* [Task objective] Return every line from the records below with the string "Forbidden".

___ Supplied records

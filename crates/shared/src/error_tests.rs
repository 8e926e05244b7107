use super::*;

#[test]
fn test_app_error_status_codes() {
    assert_eq!(AppError::Unauthorized("test".into()).status_code(), 401);
    assert_eq!(AppError::Forbidden("test".into()).status_code(), 403);
    assert_eq!(AppError::NotFound("test".into()).status_code(), 404);
    assert_eq!(AppError::Validation("test".into()).status_code(), 400);
    assert_eq!(AppError::BusinessRule("test".into()).status_code(), 422);
    assert_eq!(AppError::Conflict("test".into()).status_code(), 409);
    assert_eq!(AppError::Database("test".into()).status_code(), 500);
    assert_eq!(AppError::ExternalService("test".into()).status_code(), 500);
    assert_eq!(AppError::Internal("test".into()).status_code(), 500);
}

#[test]
fn test_app_error_error_codes() {
    assert_eq!(
        AppError::Unauthorized("test".into()).error_code(),
        "UNAUTHORIZED"
    );
    assert_eq!(AppError::Forbidden("test".into()).error_code(), "FORBIDDEN");
    assert_eq!(AppError::NotFound("test".into()).error_code(), "NOT_FOUND");
    assert_eq!(
        AppError::Validation("test".into()).error_code(),
        "VALIDATION_ERROR"
    );
    assert_eq!(
        AppError::BusinessRule("test".into()).error_code(),
        "BUSINESS_RULE_VIOLATION"
    );
    assert_eq!(AppError::Conflict("test".into()).error_code(), "CONFLICT");
    assert_eq!(
        AppError::Database("test".into()).error_code(),
        "DATABASE_ERROR"
    );
    assert_eq!(
        AppError::ExternalService("test".into()).error_code(),
        "EXTERNAL_SERVICE_ERROR"
    );
    assert_eq!(
        AppError::Internal("test".into()).error_code(),
        "INTERNAL_ERROR"
    );
}

#[test]
fn test_app_error_display() {
    assert_eq!(
        format!("{}", AppError::Unauthorized("msg".into())),
        "Authentication failed: msg"
    );
    assert_eq!(
        format!("{}", AppError::Forbidden("msg".into())),
        "Access denied: msg"
    );
    assert_eq!(
        format!("{}", AppError::NotFound("msg".into())),
        "Not found: msg"
    );
    assert_eq!(
        format!("{}", AppError::Validation("msg".into())),
        "Validation error: msg"
    );
    assert_eq!(
        format!("{}", AppError::BusinessRule("msg".into())),
        "Business rule violation: msg"
    );
    assert_eq!(
        format!("{}", AppError::Conflict("msg".into())),
        "Conflict: msg"
    );
    assert_eq!(
        format!("{}", AppError::Database("msg".into())),
        "Database error: msg"
    );
    assert_eq!(
        format!("{}", AppError::ExternalService("msg".into())),
        "External service error: msg"
    );
    assert_eq!(
        format!("{}", AppError::Internal("msg".into())),
        "Internal error: msg"
    );
}
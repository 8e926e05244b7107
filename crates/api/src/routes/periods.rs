//! Period & Closing Engine endpoints (C4): open/enter-adjustment/close/reopen.

use std::collections::BTreeMap;

use axum::extract::{Path, State};
use axum::routing::post;
use axum::{Json, Router};
use chrono::NaiveDate;
use rust_decimal::Decimal;
use serde::{Deserialize, Serialize};

use zeltra_core::ledger::LedgerError;
use zeltra_core::period::closing::{raw_net_change, ClosingSource};
use zeltra_core::period::Period;
use zeltra_db::{AccountRepository, BalanceRepository, ClosingTemplateRepository, PeriodRepository, VoucherRepository};

use crate::error::ApiError;
use crate::AppState;

async fn get_period(
    State(state): State<AppState>,
    Path(period): Path<String>,
) -> Result<Json<Period>, ApiError> {
    PeriodRepository::new(&state.db)
        .find(&period)
        .await?
        .map(Json)
        .ok_or_else(|| ApiError::Ledger(LedgerError::PeriodClosed(period)))
}

async fn open_period(
    State(state): State<AppState>,
    Path(period): Path<String>,
) -> Result<Json<()>, ApiError> {
    PeriodRepository::new(&state.db).open(&period).await?;
    Ok(Json(()))
}

async fn enter_adjustment(
    State(state): State<AppState>,
    Path(period): Path<String>,
) -> Result<Json<()>, ApiError> {
    PeriodRepository::new(&state.db).enter_adjustment(&period).await?;
    Ok(Json(()))
}

/// Aggregates every balance row of `period` into one [`ClosingSource`] per
/// account, since the balance index is keyed at the (account, dimensions)
/// granularity but closing templates operate on whole accounts.
async fn closing_sources(
    accounts: &AccountRepository<'_>,
    balances: &BalanceRepository<'_>,
    period: &str,
) -> Result<Vec<ClosingSource>, LedgerError> {
    let rows = balances.list_for_period(period).await?;
    let all_accounts = accounts.list_all().await?;
    let lookup: BTreeMap<&str, _> = all_accounts.iter().map(|a| (a.code.as_str(), a)).collect();

    let mut net_by_account: BTreeMap<String, Decimal> = BTreeMap::new();
    for row in &rows {
        if !lookup.contains_key(row.key.account_code.as_str()) {
            continue;
        }
        *net_by_account.entry(row.key.account_code.clone()).or_default() +=
            raw_net_change(row.debit_total, row.credit_total);
    }

    Ok(net_by_account
        .into_iter()
        .filter_map(|(code, net_change)| {
            lookup.get(code.as_str()).map(|a| ClosingSource { account: (*a).clone(), net_change })
        })
        .collect())
}

#[derive(Debug, Deserialize)]
struct ClosePeriodRequest {
    next_period: String,
    posting_date: NaiveDate,
}

#[derive(Debug, Serialize)]
struct ClosePeriodResponse {
    closing_voucher_numbers: Vec<String>,
}

async fn close_period(
    State(state): State<AppState>,
    Path(period): Path<String>,
    Json(body): Json<ClosePeriodRequest>,
) -> Result<Json<ClosePeriodResponse>, ApiError> {
    let accounts = AccountRepository::new(&state.db);
    let balances = BalanceRepository::new(&state.db);
    let vouchers = VoucherRepository::new(&state.db);
    let periods = PeriodRepository::new(&state.db);
    let templates = ClosingTemplateRepository::new(&state.db).list_active().await?;
    let sources = closing_sources(&accounts, &balances, &period).await?;

    let closing_voucher_numbers = periods
        .close(&period, &body.next_period, body.posting_date, &templates, &sources, &vouchers, &accounts, &balances)
        .await?;
    Ok(Json(ClosePeriodResponse { closing_voucher_numbers }))
}

#[derive(Debug, Deserialize)]
struct ReopenPeriodRequest {
    next_period: String,
}

#[derive(Debug, Serialize)]
struct ReopenPeriodResponse {
    voided_closing_vouchers: Vec<String>,
    next_period_has_activity: bool,
}

async fn reopen_period(
    State(state): State<AppState>,
    Path(period): Path<String>,
    Json(body): Json<ReopenPeriodRequest>,
) -> Result<Json<ReopenPeriodResponse>, ApiError> {
    let accounts = AccountRepository::new(&state.db);
    let balances = BalanceRepository::new(&state.db);
    let vouchers = VoucherRepository::new(&state.db);
    let periods = PeriodRepository::new(&state.db);

    let plan = periods.reopen(&period, &body.next_period, &vouchers, &accounts, &balances).await?;
    Ok(Json(ReopenPeriodResponse {
        voided_closing_vouchers: plan.vouchers_to_void.iter().map(ToString::to_string).collect(),
        next_period_has_activity: plan.next_period_has_activity,
    }))
}

/// Routes mounted under `/periods`.
pub fn routes() -> Router<AppState> {
    Router::new()
        .route("/periods/{period}", axum::routing::get(get_period))
        .route("/periods/{period}/open", post(open_period))
        .route("/periods/{period}/adjustment", post(enter_adjustment))
        .route("/periods/{period}/close", post(close_period))
        .route("/periods/{period}/reopen", post(reopen_period))
}
//! Voucher Store (C2): `vouchers`, `voucher_entries`, `void_vouchers`,
//! `voucher_events`.

pub mod vouchers {
    use sea_orm::entity::prelude::*;
    use serde::{Deserialize, Serialize};

    #[derive(Clone, Debug, PartialEq, Eq, DeriveEntityModel, Serialize, Deserialize)]
    #[sea_orm(table_name = "vouchers")]
    pub struct Model {
        #[sea_orm(primary_key, auto_increment = false)]
        pub id: Uuid,
        pub voucher_no: Option<String>,
        pub date: Date,
        pub period: String,
        pub description: String,
        pub status: String,
        pub entry_type: String,
        pub source_template: Option<String>,
        pub source_event_id: Option<String>,
        pub void_reason: Option<String>,
        pub created_at: DateTimeWithTimeZone,
        pub confirmed_at: Option<DateTimeWithTimeZone>,
        pub voided_at: Option<DateTimeWithTimeZone>,
    }

    #[derive(Copy, Clone, Debug, EnumIter, DeriveRelation)]
    pub enum Relation {
        #[sea_orm(has_many = "super::voucher_entries::Entity")]
        Entries,
    }

    impl Related<super::voucher_entries::Entity> for Entity {
        fn to() -> RelationDef {
            Relation::Entries.def()
        }
    }

    impl ActiveModelBehavior for ActiveModel {}
}

pub mod voucher_entries {
    use sea_orm::entity::prelude::*;
    use serde::{Deserialize, Serialize};

    #[derive(Clone, Debug, PartialEq, Eq, DeriveEntityModel, Serialize, Deserialize)]
    #[sea_orm(table_name = "voucher_entries")]
    pub struct Model {
        #[sea_orm(primary_key, auto_increment = false)]
        pub id: Uuid,
        pub voucher_id: Uuid,
        pub line_no: i32,
        pub account_code: String,
        pub account_name: String,
        pub description: Option<String>,
        pub debit_amount: Decimal,
        pub credit_amount: Decimal,
        pub currency_code: Option<String>,
        pub fx_rate: Option<Decimal>,
        pub foreign_debit: Option<Decimal>,
        pub foreign_credit: Option<Decimal>,
        // Dimension references use the zero-uuid sentinel (never null)
        // per spec 3/6.
        pub dept_id: Uuid,
        pub project_id: Uuid,
        pub customer_id: Uuid,
        pub supplier_id: Uuid,
        pub employee_id: Uuid,
    }

    #[derive(Copy, Clone, Debug, EnumIter, DeriveRelation)]
    pub enum Relation {
        #[sea_orm(
            belongs_to = "super::vouchers::Entity",
            from = "Column::VoucherId",
            to = "super::vouchers::Column::Id"
        )]
        Voucher,
    }

    impl Related<super::vouchers::Entity> for Entity {
        fn to() -> RelationDef {
            Relation::Voucher.def()
        }
    }

    impl ActiveModelBehavior for ActiveModel {}
}

pub mod void_vouchers {
    use sea_orm::entity::prelude::*;
    use serde::{Deserialize, Serialize};

    #[derive(Clone, Debug, PartialEq, Eq, DeriveEntityModel, Serialize, Deserialize)]
    #[sea_orm(table_name = "void_vouchers")]
    pub struct Model {
        #[sea_orm(primary_key, auto_increment = false)]
        pub id: Uuid,
        pub original_voucher_id: Uuid,
        pub void_voucher_id: Uuid,
        pub reason: String,
        pub created_at: DateTimeWithTimeZone,
    }

    #[derive(Copy, Clone, Debug, EnumIter, DeriveRelation)]
    pub enum Relation {
        #[sea_orm(
            belongs_to = "super::vouchers::Entity",
            from = "Column::OriginalVoucherId",
            to = "super::vouchers::Column::Id"
        )]
        Original,
    }

    impl ActiveModelBehavior for ActiveModel {}
}

pub mod voucher_events {
    use sea_orm::entity::prelude::*;
    use serde::{Deserialize, Serialize};

    /// Idempotency ledger: one row per admitted `source_event_id`,
    /// resolving the template that synthesized the voucher (spec 4.1, P7).
    #[derive(Clone, Debug, PartialEq, Eq, DeriveEntityModel, Serialize, Deserialize)]
    #[sea_orm(table_name = "voucher_events")]
    pub struct Model {
        #[sea_orm(primary_key, auto_increment = false)]
        pub event_id: String,
        pub template_code: String,
        pub voucher_id: Uuid,
    }

    #[derive(Copy, Clone, Debug, EnumIter, DeriveRelation)]
    pub enum Relation {
        #[sea_orm(
            belongs_to = "super::vouchers::Entity",
            from = "Column::VoucherId",
            to = "super::vouchers::Column::Id"
        )]
        Voucher,
    }

    impl ActiveModelBehavior for ActiveModel {}
}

______

* [Written response]
    assert_eq!(AppError::Forbidden("test".into()).status_code(), 403);
    assert_eq!(AppError::Forbidden("test".into()).error_code(), "FORBIDDEN");
        format!("{}", AppError::Forbidden("msg".into())),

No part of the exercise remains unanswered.